WORK REQUIRED> Find each line of the entries with the string "Formatter", please, and copy it.

+===+

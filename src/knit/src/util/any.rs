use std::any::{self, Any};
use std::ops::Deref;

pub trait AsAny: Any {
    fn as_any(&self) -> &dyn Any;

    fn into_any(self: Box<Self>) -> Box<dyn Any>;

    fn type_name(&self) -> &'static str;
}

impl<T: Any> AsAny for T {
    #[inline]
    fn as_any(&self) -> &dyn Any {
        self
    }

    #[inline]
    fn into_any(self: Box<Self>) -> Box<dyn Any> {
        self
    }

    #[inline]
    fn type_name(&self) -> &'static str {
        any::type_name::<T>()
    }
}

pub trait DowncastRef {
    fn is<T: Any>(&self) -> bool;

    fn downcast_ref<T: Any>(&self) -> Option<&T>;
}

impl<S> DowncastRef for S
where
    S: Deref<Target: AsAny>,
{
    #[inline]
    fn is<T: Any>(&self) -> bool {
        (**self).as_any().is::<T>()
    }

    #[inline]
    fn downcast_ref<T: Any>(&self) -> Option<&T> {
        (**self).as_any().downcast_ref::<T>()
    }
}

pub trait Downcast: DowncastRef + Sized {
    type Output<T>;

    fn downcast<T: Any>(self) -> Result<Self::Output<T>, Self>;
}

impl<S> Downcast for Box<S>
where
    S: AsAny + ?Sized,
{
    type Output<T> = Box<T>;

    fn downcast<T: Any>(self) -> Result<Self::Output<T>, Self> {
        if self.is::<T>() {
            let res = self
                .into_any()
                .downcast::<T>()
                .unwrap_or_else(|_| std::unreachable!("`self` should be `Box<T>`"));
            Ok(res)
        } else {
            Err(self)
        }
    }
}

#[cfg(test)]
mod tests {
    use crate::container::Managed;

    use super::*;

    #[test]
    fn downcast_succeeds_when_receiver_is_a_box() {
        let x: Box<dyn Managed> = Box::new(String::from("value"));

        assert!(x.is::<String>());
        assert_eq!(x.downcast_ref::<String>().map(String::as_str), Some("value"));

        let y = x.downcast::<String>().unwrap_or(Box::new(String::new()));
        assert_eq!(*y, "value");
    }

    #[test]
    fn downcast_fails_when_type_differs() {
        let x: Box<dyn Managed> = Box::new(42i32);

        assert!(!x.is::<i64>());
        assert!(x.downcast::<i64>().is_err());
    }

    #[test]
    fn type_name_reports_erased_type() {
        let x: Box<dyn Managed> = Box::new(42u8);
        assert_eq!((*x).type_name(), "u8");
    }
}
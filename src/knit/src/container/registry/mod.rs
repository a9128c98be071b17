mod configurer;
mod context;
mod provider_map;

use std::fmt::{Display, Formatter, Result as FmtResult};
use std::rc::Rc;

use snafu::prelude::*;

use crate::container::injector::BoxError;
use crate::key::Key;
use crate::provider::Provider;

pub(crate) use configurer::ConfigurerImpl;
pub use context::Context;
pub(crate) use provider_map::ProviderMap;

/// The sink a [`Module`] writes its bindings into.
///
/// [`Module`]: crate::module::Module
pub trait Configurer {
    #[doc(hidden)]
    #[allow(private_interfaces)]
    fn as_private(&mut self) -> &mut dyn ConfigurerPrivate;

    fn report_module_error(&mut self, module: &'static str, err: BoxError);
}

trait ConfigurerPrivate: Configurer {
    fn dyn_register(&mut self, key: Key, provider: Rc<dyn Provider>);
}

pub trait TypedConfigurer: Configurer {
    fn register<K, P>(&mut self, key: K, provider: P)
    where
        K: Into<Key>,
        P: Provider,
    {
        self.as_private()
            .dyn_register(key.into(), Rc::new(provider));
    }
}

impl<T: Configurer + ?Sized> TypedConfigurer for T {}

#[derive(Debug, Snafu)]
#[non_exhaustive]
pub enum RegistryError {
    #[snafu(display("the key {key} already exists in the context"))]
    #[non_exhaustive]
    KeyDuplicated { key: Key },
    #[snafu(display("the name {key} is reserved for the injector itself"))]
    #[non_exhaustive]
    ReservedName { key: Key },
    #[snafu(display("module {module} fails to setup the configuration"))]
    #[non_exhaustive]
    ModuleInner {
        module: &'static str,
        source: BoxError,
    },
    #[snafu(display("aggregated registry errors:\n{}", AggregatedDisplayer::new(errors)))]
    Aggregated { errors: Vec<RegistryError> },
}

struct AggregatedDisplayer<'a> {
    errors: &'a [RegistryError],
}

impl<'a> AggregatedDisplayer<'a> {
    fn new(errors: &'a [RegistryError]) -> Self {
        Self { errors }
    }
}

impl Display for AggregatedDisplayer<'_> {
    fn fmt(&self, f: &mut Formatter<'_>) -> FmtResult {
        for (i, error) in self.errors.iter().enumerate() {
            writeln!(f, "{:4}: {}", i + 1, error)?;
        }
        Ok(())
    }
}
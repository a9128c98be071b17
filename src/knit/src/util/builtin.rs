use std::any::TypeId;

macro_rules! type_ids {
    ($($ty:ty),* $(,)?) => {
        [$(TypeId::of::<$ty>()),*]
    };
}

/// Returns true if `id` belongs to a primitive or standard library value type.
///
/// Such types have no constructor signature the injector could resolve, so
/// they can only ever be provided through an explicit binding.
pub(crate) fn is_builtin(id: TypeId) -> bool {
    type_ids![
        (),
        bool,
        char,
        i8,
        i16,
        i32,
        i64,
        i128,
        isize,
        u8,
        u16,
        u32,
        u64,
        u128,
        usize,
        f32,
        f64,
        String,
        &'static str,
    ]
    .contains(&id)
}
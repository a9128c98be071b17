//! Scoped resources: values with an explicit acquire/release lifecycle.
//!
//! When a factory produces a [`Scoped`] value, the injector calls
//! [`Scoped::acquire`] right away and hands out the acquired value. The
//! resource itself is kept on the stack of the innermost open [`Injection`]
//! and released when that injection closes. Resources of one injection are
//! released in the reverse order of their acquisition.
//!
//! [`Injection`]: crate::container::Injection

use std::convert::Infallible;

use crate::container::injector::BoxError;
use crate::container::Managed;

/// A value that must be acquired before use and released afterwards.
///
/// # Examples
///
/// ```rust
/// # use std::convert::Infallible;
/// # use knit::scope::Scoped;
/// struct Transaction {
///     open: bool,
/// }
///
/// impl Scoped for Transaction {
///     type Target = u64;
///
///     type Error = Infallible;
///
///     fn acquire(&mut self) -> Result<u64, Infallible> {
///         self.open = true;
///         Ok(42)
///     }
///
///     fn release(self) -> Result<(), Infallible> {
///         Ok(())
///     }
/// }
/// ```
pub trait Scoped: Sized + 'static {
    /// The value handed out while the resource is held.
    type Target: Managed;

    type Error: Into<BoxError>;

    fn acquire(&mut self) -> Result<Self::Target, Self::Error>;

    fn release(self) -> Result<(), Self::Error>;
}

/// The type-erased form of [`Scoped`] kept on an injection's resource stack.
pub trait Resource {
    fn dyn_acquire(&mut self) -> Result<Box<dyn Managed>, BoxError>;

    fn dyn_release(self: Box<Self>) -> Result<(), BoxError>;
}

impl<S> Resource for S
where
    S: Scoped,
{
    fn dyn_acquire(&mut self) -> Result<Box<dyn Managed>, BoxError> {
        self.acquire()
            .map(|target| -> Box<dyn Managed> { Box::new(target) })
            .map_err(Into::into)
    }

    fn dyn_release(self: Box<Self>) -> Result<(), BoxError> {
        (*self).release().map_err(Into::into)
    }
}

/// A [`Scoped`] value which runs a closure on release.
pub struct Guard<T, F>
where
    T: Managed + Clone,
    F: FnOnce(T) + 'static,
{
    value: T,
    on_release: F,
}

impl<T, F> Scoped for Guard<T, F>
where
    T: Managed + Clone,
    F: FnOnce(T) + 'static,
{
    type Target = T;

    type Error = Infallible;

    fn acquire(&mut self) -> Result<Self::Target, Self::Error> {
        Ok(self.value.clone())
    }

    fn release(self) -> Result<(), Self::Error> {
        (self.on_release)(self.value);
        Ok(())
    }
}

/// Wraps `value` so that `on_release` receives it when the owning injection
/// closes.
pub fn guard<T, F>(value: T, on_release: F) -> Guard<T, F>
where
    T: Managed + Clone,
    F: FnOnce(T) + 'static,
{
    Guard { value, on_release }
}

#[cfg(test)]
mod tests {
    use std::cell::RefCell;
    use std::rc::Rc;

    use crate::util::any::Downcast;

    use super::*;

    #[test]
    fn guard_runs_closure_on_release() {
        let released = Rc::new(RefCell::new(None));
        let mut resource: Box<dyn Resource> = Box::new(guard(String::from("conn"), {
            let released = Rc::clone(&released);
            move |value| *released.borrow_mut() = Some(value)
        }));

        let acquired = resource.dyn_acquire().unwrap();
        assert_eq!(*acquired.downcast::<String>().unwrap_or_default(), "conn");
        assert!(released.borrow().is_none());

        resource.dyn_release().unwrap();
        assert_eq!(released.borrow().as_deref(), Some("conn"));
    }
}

+===+

EXERCISE OUTPUT>
use std::fmt::{Display, Formatter, Result as FmtResult};
    fn fmt(&self, f: &mut Formatter<'_>) -> FmtResult {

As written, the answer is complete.